Bringing forgotten women back from the margins

(Edmonton) Chin tilted, eyes challenging the camera, Edna Floyd sports her furs and fabulous feathered hat like a queen. Never mind that the photo she is sitting for is a police mug shot.

Floyd, a fashionable madam who did business in Winnipeg in 1904, doesn't appear fazed by her arrest-and it was her fierce beauty that transfixed Laurie Bertram, curator of a new show, Pioneer Ladies (of the evening), opening Sept. 13 in the University of Alberta's human ecology gallery.

"Floyd should be commemorated just for looking like a million bucks. She showed real resistance to victimization, and I was so impressed by her," said Bertram, who is also a Grant Notley Memorial Post-doctoral Fellow in the U of A's Department of History and Classics.

Using quilts, women's clothing and other representational artifacts borrowed from the U of A's clothing and textiles collection, Bertram is bringing them into conceptual focus with police mug shots of women she gleaned from museums and archives. The end project is being used to tell the story of marginalized women of Western Canada from 1878 to 1916-and to challenge contemporary thinking about today's missing or murdered women.

"We can reflect on the kinds of history we promote and be critical about who we are remembering and why, and what possibilities that can bring for the future. This show is a kind of response to the spectre of missing women in Canada," said Bertram.

The sex trade was an assumed part of the social landscape as the Canadian West was settled and as the country moved into the First World War, but the stories of the women who were involved have gone largely untold and unheralded, Bertram said.

She hopes that the exhibit reinforces the idea that these women are worthy of remembrance, because of how they dealt with their circumstances.

"Women on the margins were and are some of the most important people in society," she said, "and we lose so much when we lose them and we gain so much when we honour them for their courage and heroism."

Bertram was first captured by the topic while conducting other research. She stumbled across the written account of an Icelandic woman who had been hired as a housemaid, and was arrested in 1878 for causing bodily harm. When her employer, a madam, withheld her wages to coerce her into prostitution, the maid beat the madam with a broom, and was arrested by police.
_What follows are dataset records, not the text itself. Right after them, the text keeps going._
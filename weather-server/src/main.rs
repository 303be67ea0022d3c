//! Binary crate for the weather dashboard backend.
//!
//! This crate focuses on:
//! - The two JSON endpoints (`/api/weather`, `/api/llm`)
//! - Request validation and the uniform `{ "error": ... }` failure body
//! - Diagnostic logging (the core itself never logs)

use tracing_subscriber::EnvFilter;
use weather_core::Config;

mod routes;

#[tokio::main]
async fn main() -> anyhow::Result<()> {
    let filter = EnvFilter::try_from_default_env().unwrap_or_else(|_| EnvFilter::new("info"));
    tracing_subscriber::fmt().with_env_filter(filter).init();

    let app = routes::router(Config::from_env());

    let port: u16 = std::env::var("PORT").ok().and_then(|p| p.parse().ok()).unwrap_or(3000);
    let addr = format!("0.0.0.0:{port}");
    let listener = tokio::net::TcpListener::bind(&addr).await?;

    tracing::info!("Weather dashboard backend listening on http://localhost:{port}");
    axum::serve(listener, app).await?;

    Ok(())
}
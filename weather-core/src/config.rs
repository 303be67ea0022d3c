use anyhow::{Result, anyhow};
use std::env;

/// Provider used when `WEATHER_PROVIDER` is unset.
pub const DEFAULT_WEATHER_PROVIDER: &str = "weatherapi";

/// Provider used when `LLM_PROVIDER` is unset.
pub const DEFAULT_LLM_PROVIDER: &str = "openai";

/// Read-only configuration consumed by the core, supplied by the
/// environment. Provider names fall back to a baseline provider; API keys
/// have no default and their absence is a hard error at the point of use.
#[derive(Debug, Clone)]
pub struct Config {
    pub weather_provider: String,
    pub weather_api_key: Option<String>,
    pub llm_provider: String,
    pub llm_api_key: Option<String>,
}

impl Default for Config {
    fn default() -> Self {
        Self {
            weather_provider: DEFAULT_WEATHER_PROVIDER.to_string(),
            weather_api_key: None,
            llm_provider: DEFAULT_LLM_PROVIDER.to_string(),
            llm_api_key: None,
        }
    }
}

impl Config {
    /// Load configuration from `WEATHER_PROVIDER`, `WEATHER_API_KEY`,
    /// `LLM_PROVIDER` and `LLM_API_KEY`. Empty values count as unset.
    pub fn from_env() -> Self {
        Self {
            weather_provider: non_empty_var("WEATHER_PROVIDER")
                .unwrap_or_else(|| DEFAULT_WEATHER_PROVIDER.to_string()),
            weather_api_key: non_empty_var("WEATHER_API_KEY"),
            llm_provider: non_empty_var("LLM_PROVIDER")
                .unwrap_or_else(|| DEFAULT_LLM_PROVIDER.to_string()),
            llm_api_key: non_empty_var("LLM_API_KEY"),
        }
    }

    /// Weather API key, or the validation error surfaced to the caller.
    pub fn weather_api_key(&self) -> Result<&str> {
        self.weather_api_key
            .as_deref()
            .ok_or_else(|| anyhow!("WEATHER_API_KEY environment variable is required"))
    }

    /// LLM API key, or the validation error surfaced to the caller.
    pub fn llm_api_key(&self) -> Result<&str> {
        self.llm_api_key
            .as_deref()
            .ok_or_else(|| anyhow!("LLM_API_KEY environment variable is required"))
    }
}

fn non_empty_var(name: &str) -> Option<String> {
    env::var(name).ok().filter(|v| !v.is_empty())
}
Fascinated, Bertram searched for the woman's mug shot in the archives of the Winnipeg Police Museum, and came across several others, including photos of African-Canadian women, who had been arrested for theft, prostitution or other offences.

The silent gallery of women-some dishevelled, some elegant like Edna Floyd-was richly compelling for Bertram.
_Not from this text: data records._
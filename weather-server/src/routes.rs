use axum::{
    Json, Router,
    body::Bytes,
    extract::State,
    http::StatusCode,
    response::{IntoResponse, Response},
    routing::post,
};
use serde_json::{Value, json};
use weather_core::{AiResponse, Config, WeatherData, WeatherSearchParams, llm, weather};

/// Build the API router. Configuration is captured once at startup; every
/// request still constructs its provider and client fresh.
pub fn router(config: Config) -> Router {
    Router::new()
        .route("/api/weather", post(weather_handler))
        .route("/api/llm", post(llm_handler))
        .with_state(config)
}

fn error_response(status: StatusCode, message: impl Into<String>) -> Response {
    (status, Json(json!({ "error": message.into() }))).into_response()
}

/// An absent body counts as `null`; malformed JSON surfaces the parser's own
/// message as a client error.
fn parse_body(body: &[u8]) -> Result<Value, Response> {
    if body.is_empty() {
        return Ok(Value::Null);
    }

    serde_json::from_slice(body)
        .map_err(|err| error_response(StatusCode::BAD_REQUEST, err.to_string()))
}

async fn weather_handler(State(config): State<Config>, body: Bytes) -> Response {
    let value = match parse_body(&body) {
        Ok(value) => value,
        Err(response) => return response,
    };

    let query = value.get("query").and_then(Value::as_str).unwrap_or_default();
    if query.is_empty() {
        return error_response(StatusCode::BAD_REQUEST, "Query parameter is required");
    }

    let params = WeatherSearchParams { query: query.to_string() };
    match fetch_weather(&config, &params).await {
        Ok(data) => Json(data).into_response(),
        Err(err) => {
            tracing::error!("Weather API error: {err}");
            error_response(StatusCode::INTERNAL_SERVER_ERROR, err.to_string())
        }
    }
}

async fn fetch_weather(
    config: &Config,
    params: &WeatherSearchParams,
) -> anyhow::Result<WeatherData> {
    let api_key = config.weather_api_key()?;
    let provider = weather::create(&config.weather_provider, api_key)?;
    provider.weather_data(params).await
}

async fn llm_handler(State(config): State<Config>, body: Bytes) -> Response {
    let value = match parse_body(&body) {
        Ok(value) => value,
        Err(response) => return response,
    };

    if value.is_null() {
        return error_response(StatusCode::BAD_REQUEST, "Weather data is required");
    }

    let weather: WeatherData = match serde_json::from_value(value) {
        Ok(weather) => weather,
        Err(err) => return error_response(StatusCode::BAD_REQUEST, err.to_string()),
    };

    match suggest(&config, &weather).await {
        Ok(response) => Json(response).into_response(),
        Err(err) => {
            tracing::error!("LLM API error: {err}");
            error_response(StatusCode::INTERNAL_SERVER_ERROR, err.to_string())
        }
    }
}

async fn suggest(config: &Config, weather: &WeatherData) -> anyhow::Result<AiResponse> {
    let api_key = config.llm_api_key()?;
    let provider = llm::create(&config.llm_provider, api_key)?;
    provider.ai_suggestion(weather).await
}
"I knew this had to be a show."

The exhibit is built around 11 mug shots, six with major profiles, and four featuring Alberta women, including "Big Nelly" Webb, an Edmonton madam who gained notoriety in 1888 when she shot an off-duty police officer in self-defence, and was acquitted.
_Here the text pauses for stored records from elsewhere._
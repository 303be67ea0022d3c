use anyhow::Result;
use async_trait::async_trait;
use serde::Deserialize;

use crate::{
    http::HttpClient,
    model::{
        Condition, CurrentConditions, ForecastHour, Location, WeatherData, WeatherForecast,
        WeatherSearchParams,
    },
};

use super::{WeatherProvider, translate_transport_error};

const BASE_URL: &str = "http://api.weatherapi.com/v1";

/// Adapter for WeatherAPI.com (`/current.json` + `/forecast.json`).
#[derive(Debug, Clone)]
pub struct WeatherApiProvider {
    api_key: String,
    http: HttpClient,
}

impl WeatherApiProvider {
    pub fn new(api_key: impl Into<String>) -> Self {
        Self::with_base_url(api_key, BASE_URL)
    }

    /// Same adapter against a different base URL, used by tests.
    pub fn with_base_url(api_key: impl Into<String>, base_url: impl Into<String>) -> Self {
        Self { api_key: api_key.into(), http: HttpClient::new(base_url) }
    }

    async fn fetch_current(&self, params: &WeatherSearchParams) -> Result<WeatherData> {
        let response: WaCurrentResponse = self
            .http
            .get(
                "/current.json",
                &[("q", params.query.as_str()), ("key", self.api_key.as_str())],
            )
            .await
            .map_err(translate_transport_error)?;

        Ok(transform_current(response))
    }

    async fn fetch_forecast(&self, params: &WeatherSearchParams) -> Result<WeatherForecast> {
        let response: WaForecastResponse = self
            .http
            .get(
                "/forecast.json",
                &[("q", params.query.as_str()), ("key", self.api_key.as_str())],
            )
            .await
            .map_err(translate_transport_error)?;

        transform_forecast(response)
    }
}

#[async_trait]
impl WeatherProvider for WeatherApiProvider {
    async fn weather_data(&self, params: &WeatherSearchParams) -> Result<WeatherData> {
        // Current conditions first; a failure here means the forecast
        // request is never issued.
        let current = self.fetch_current(params).await?;
        let forecast = self.fetch_forecast(params).await?;

        Ok(WeatherData { forecast: Some(forecast), ..current })
    }

    async fn current_weather(&self, params: &WeatherSearchParams) -> Result<WeatherData> {
        self.fetch_current(params).await
    }
}

/// Current conditions → canonical shape. Temperature and feels-like round to
/// the nearest integer; pressure stays in inches of mercury, the unit this
/// provider reports; everything else passes through unrounded.
fn transform_current(response: WaCurrentResponse) -> WeatherData {
    WeatherData {
        location: Location {
            name: response.location.name,
            country: response.location.country,
            lat: response.location.lat,
            lon: response.location.lon,
            localtime: response.location.localtime,
        },
        current: CurrentConditions {
            temperature: round_half_up(response.current.temp_c),
            feels_like: round_half_up(response.current.feelslike_c),
            humidity: response.current.humidity,
            pressure: response.current.pressure_in,
            wind_speed: response.current.wind_kph,
            wind_direction: response.current.wind_dir,
            visibility: response.current.vis_km,
            uv_index: response.current.uv,
            condition: response.current.condition.into(),
        },
        forecast: None,
    }
}

/// Nearest-integer rounding with ties toward positive infinity
/// (-0.5 → 0, -2.5 → -2), the rounding the dashboard has always displayed.
fn round_half_up(value: f64) -> i32 {
    (value + 0.5).floor() as i32
}

/// Forecast → canonical shape. Only the first forecast day is kept, in
/// upstream hour order; hourly temperatures are not rounded.
fn transform_forecast(response: WaForecastResponse) -> Result<WeatherForecast> {
    let day = response
        .forecast
        .forecastday
        .into_iter()
        .next()
        .ok_or_else(|| anyhow::anyhow!("WeatherAPI response contained no forecast day"))?;

    Ok(WeatherForecast {
        date: day.date,
        hour: day
            .hour
            .into_iter()
            .map(|hour| ForecastHour {
                time: hour.time,
                temperature: hour.temp_c,
                humidity: hour.humidity,
                feels_like: hour.feelslike_c,
                chance_of_rain: hour.chance_of_rain,
                chance_of_snow: hour.chance_of_snow,
                condition: hour.condition.into(),
            })
            .collect(),
    })
}

#[derive(Debug, Deserialize)]
struct WaLocation {
    name: String,
    country: String,
    lat: f64,
    lon: f64,
    localtime: Option<String>,
}

#[derive(Debug, Deserialize)]
struct WaCondition {
    text: String,
    icon: String,
    code: u32,
}

impl From<WaCondition> for Condition {
    fn from(condition: WaCondition) -> Self {
        Condition { text: condition.text, icon: condition.icon, code: condition.code }
    }
}

#[derive(Debug, Deserialize)]
struct WaCurrent {
    temp_c: f64,
    feelslike_c: f64,
    humidity: u8,
    pressure_in: f64,
    wind_kph: f64,
    wind_dir: String,
    vis_km: f64,
    uv: f64,
    condition: WaCondition,
}

#[derive(Debug, Deserialize)]
struct WaCurrentResponse {
    location: WaLocation,
    current: WaCurrent,
}

#[derive(Debug, Deserialize)]
struct WaForecastHour {
    time: String,
    temp_c: f64,
    feelslike_c: f64,
    humidity: u8,
    chance_of_rain: u8,
    chance_of_snow: u8,
    condition: WaCondition,
}

#[derive(Debug, Deserialize)]
struct WaForecastDay {
    date: String,
    hour: Vec<WaForecastHour>,
}

#[derive(Debug, Deserialize)]
struct WaForecast {
    forecastday: Vec<WaForecastDay>,
}

#[derive(Debug, Deserialize)]
struct WaForecastResponse {
    forecast: WaForecast,
}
The artifacts in the show reflect the circumstances or personalities of the women; in the case of Big Nelly, who had initially been driven from Edmonton, Bertram chose a quilt that was red and white like the Canadian flag, but had explosive bursts in its pattern. "It's a very literal connection to her story."

Clothing was also chosen from the university's extensive collection to reflect the women's personal style. "I researched each woman's time period, looked at what they were wearing in their photos and then chose matching clothing to fit their styles, to honour their images of personal expression and ambition."

But fashionable or not, the women symbolized a problem that is all the more distressing because it is becoming the norm in society, Bertram noted.

"There are thousands of women who have been murdered or have disappeared in the last 100 years. There seems to be this growing acceptance that this is a normal part of Canadian life, and I find that unacceptable."

See the exhibit

Pioneer Ladies (of the evening) runs until Nov. 4, 2012, in the lobby gallery of the Human Ecology Building on campus. The gallery is free to the public. Viewing hours are Monday to Friday 8:30 a.m. to 7 p.m., Saturday 8:30 a.m. to 4 p.m. and Sunday from noon to 4 p.m.